Jeremy Hunt and Rishi Sunak’s self-imposed fiscal targets are “not fit for purpose” and have led to a series of government spending decisions that have constrained economic growth, three influential think tanks have warned.
Jack Barnett www.thetimes.co.uk
The fiscal targets have incentivised politicians to cut public investment sharply to balance the public finances, worsening the UK’s economic downturn over the past 15 years, according to the Resolution Foundation, the Institute for Public Policy Research (IPPR) and the National Institute for Economic and Social Research (NIESR).
Under the rules, the government must reduce the UK’s debt stock as a share of gross domestic product in five years and keep annual borrowing capped at 3 per cent of output.
After the budget this month, at which the chancellor cut national insurance by 2 percentage points, the Office for Budget Responsibility (OBR) said he had a margin of only £8.9 billion against his fiscal targets: the second smallest margin since the UK fiscal watchdog was set up in 2010. Fiscal rules were first introduced by Gordon Brown when he was chancellor in 1998 and have been tweaked by successive governments since. They are designed to keep government borrowing in check and ensure that the debt stock does not become unsustainable.

Economists have criticised the fiscal regime for stifling growth and steering governments towards implementing austerity policies like those seen after the 2008 financial crisis. The OBR said last week that real-terms day-to-day spending per person would be 8 per cent lower in the coming years compared with when the plans were set out in October 2021.
https://www.datawrapper.de/_/i3iPc/ Carsten Jung, senior economist at the IPPR, a left-leaning economic think tank, said: “Fiscal rules were introduced to constrain politicians from making bad spending decisions. The evidence now suggests they are also constraining them from making good ones.”
Ben Caswell, a senior economist at NIESR, Britain’s oldest independent economic think tank, said: “During economic downturns, these rules disproportionately favour reductions in investment expenditure as they demand improvements in the debt-to-GDP ratio within a relatively short timeframe. This can hinder an economic recovery and limit potential long-run growth.”

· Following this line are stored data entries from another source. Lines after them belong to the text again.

//! Main scanner orchestrating discovery, deduplication and metadata resolution.

use crate::config::ScanConfig;
use crate::discovery::{search, JS_EXTENSION, SOURCE_MAP_EXTENSION};
use crate::metadata::ResolverTable;
use crate::parser::{SourceMapParser, WebpackCommentParser};
use crate::registry::deduplicate;
use crate::report::ConsoleOutput;
use crate::types::Module;
use std::path::Path;
use tracing::{debug, info, warn};

/// Pipeline from dist folders to a deduplicated, metadata-enriched module list.
pub struct Scanner {
    config: ScanConfig,
    webpack_parser: WebpackCommentParser,
    sourcemap_parser: SourceMapParser,
    resolvers: ResolverTable,
    console: ConsoleOutput,
}

impl Scanner {
    /// Create a new scanner resolving metadata through `resolvers`.
    pub fn new(config: ScanConfig, resolvers: ResolverTable) -> Self {
        let webpack_parser = WebpackCommentParser::new().with_max_line_bytes(config.max_line_bytes);

        Self {
            config,
            webpack_parser,
            sourcemap_parser: SourceMapParser::new(),
            resolvers,
            console: ConsoleOutput::default(),
        }
    }

    /// Use a specific console for progress output.
    pub fn with_console(mut self, console: ConsoleOutput) -> Self {
        self.console = console;
        self
    }

    /// Discover and resolve all linked modules.
    pub fn scan(&self) -> Vec<Module> {
        let modules = self.collect_modules();
        self.resolve_metadata(modules)
    }

    /// Parse every artifact in the dist folders and add the extra packages.
    ///
    /// Files that cannot be read are logged and skipped.
    pub fn collect_modules(&self) -> Vec<Module> {
        let mut modules: Vec<Module> = Vec::new();

        for dir in &self.config.dist_dirs {
            for path in search(dir, &[SOURCE_MAP_EXTENSION]) {
                self.console
                    .print_progress(&format!("Parsing source map {}", path.display()));
                match self.sourcemap_parser.parse_file(&path) {
                    Ok(found) => modules.extend(found),
                    Err(e) => warn!("{}: {}", path.display(), e),
                }
            }

            for path in search(dir, &[JS_EXTENSION]) {
                self.console
                    .print_progress(&format!("Parsing bundle {}", path.display()));
                match self.webpack_parser.parse_file(&path) {
                    Ok(found) => modules.extend(found),
                    Err(e) => warn!("{}: {}", path.display(), e),
                }
            }
        }

        modules.extend(
            self.config
                .extra_packages
                .iter()
                .map(|name| Module::installed(name)),
        );

        let modules = deduplicate(modules);
        info!("Found {} linked modules", modules.len());
        modules
    }

    /// Resolve metadata for every module independently.
    ///
    /// Modules whose metadata cannot be resolved are logged and left out.
    pub fn resolve_metadata(&self, modules: Vec<Module>) -> Vec<Module> {
        let root: &Path = &self.config.root;
        let pb = self
            .console
            .create_progress_bar(modules.len() as u64, "Resolving metadata");

        let mut resolved = Vec::with_capacity(modules.len());
        for mut module in modules {
            match self.resolvers.resolve(&mut module, root) {
                Ok(()) => resolved.push(module),
                Err(e) => warn!("{}: {}", module.name, e),
            }
            if let Some(ref pb) = pb {
                pb.inc(1);
            }
        }

        if let Some(pb) = pb {
            pb.finish_and_clear();
        }

        debug!("Resolved metadata for {} modules", resolved.len());
        resolved
    }
}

James Smith, research director at the Resolution Foundation, an economic think tank focused on living standards, said that the targets had “encouraged £26 billion of growth-sapping cuts to public investment”.
The UK’s debt-to-GDP ratio has risen to nearly 100 per cent from about 35 per cent in 2007, its highest level since the 1960s, largely thanks to a sharp increase in government spending to soften the shock of the financial and Covid-19 crises. Weak economic growth and a sharp rise in debt interest spending caused by central banks globally lifting borrowing costs to tame inflation have crystallised the ratio at that level. Other countries in the G7, including Japan and Italy, have large debt-to-GDP ratios.

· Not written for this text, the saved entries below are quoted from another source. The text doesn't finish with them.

//! Artifact discovery.
//!
//! Finds compiled JS files and source maps below a dist folder.

use std::path::{Path, PathBuf};
use tracing::warn;
use walkdir::WalkDir;

/// Extension of source map files.
pub const SOURCE_MAP_EXTENSION: &str = ".js.map";
/// Extension of compiled JS files.
pub const JS_EXTENSION: &str = ".js";

/// Recursively collect regular files whose name ends with one of `extensions`.
///
/// Entries that cannot be read are logged and skipped.
pub fn search(dir: &Path, extensions: &[&str]) -> Vec<PathBuf> {
    let mut found = Vec::new();

    for entry in WalkDir::new(dir).sort_by_file_name() {
        let entry = match entry {
            Ok(entry) => entry,
            Err(e) => {
                warn!("Failed to access {}: {}", dir.display(), e);
                continue;
            }
        };
        if !entry.file_type().is_file() {
            continue;
        }
        let name = entry.file_name().to_string_lossy();
        if extensions.iter().any(|ext| name.ends_with(ext)) {
            found.push(entry.into_path());
        }
    }

    found
}

#[cfg(test)]
mod tests {
    use super::*;
    use std::fs;
    use tempfile::TempDir;

    #[test]
    fn test_search_by_extension() {
        let dir = TempDir::new().unwrap();
        fs::create_dir_all(dir.path().join("js")).unwrap();
        fs::write(dir.path().join("index.html"), "").unwrap();
        fs::write(dir.path().join("js/app.js"), "").unwrap();
        fs::write(dir.path().join("js/app.js.map"), "{}").unwrap();
        fs::write(dir.path().join("js/chunk-vendors.js"), "").unwrap();

        let js = search(dir.path(), &[JS_EXTENSION]);
        let names: Vec<_> = js
            .iter()
            .map(|p| p.file_name().unwrap().to_string_lossy().into_owned())
            .collect();
        assert_eq!(names, vec!["app.js", "chunk-vendors.js"]);

        let maps = search(dir.path(), &[SOURCE_MAP_EXTENSION]);
        assert_eq!(maps.len(), 1);
        assert!(maps[0].ends_with("js/app.js.map"));
    }

    #[test]
    fn test_search_missing_dir() {
        let dir = TempDir::new().unwrap();
        assert!(search(&dir.path().join("missing"), &[JS_EXTENSION]).is_empty());
    }
}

The foundation estimates that cuts to public spending in the coming years represent three quarters of the expenditure reductions instituted by David Cameron and George Osborne in the aftermath of the financial crisis. Smith said: “The fiscal rules should not be ditched, but they need to be overhauled. The next government can start by removing public investment from the target and then fixing them for a five-year parliament to stop politicians ‘gaming’ the rules to continually put off the difficult decisions.”
The European Union recently changed its fiscal rules to exclude “quality assured” investment spending.
There is speculation that Labour, if it wins the general election, which must be held by January 2025, will tweak the fiscal rules to release money for public services. Sir Keir Starmer, the Labour leader, has said that every policy in its manifesto would be fully costed.
A Treasury spokesperson said: “The government set a clear fiscal strategy at autumn statement 2022, introducing new fiscal rules to set a credible path to get debt falling. Thanks to our responsible action with the public finances we are on track to meet our fiscal rules, with debt falling in the final year of the forecast with a larger buffer than last spring. Our rules provide sustainable growth and stability, reducing borrowing and debt so the economy can withstand shocks, and we are delivering over £600 billion of planned public investment over the next five years.”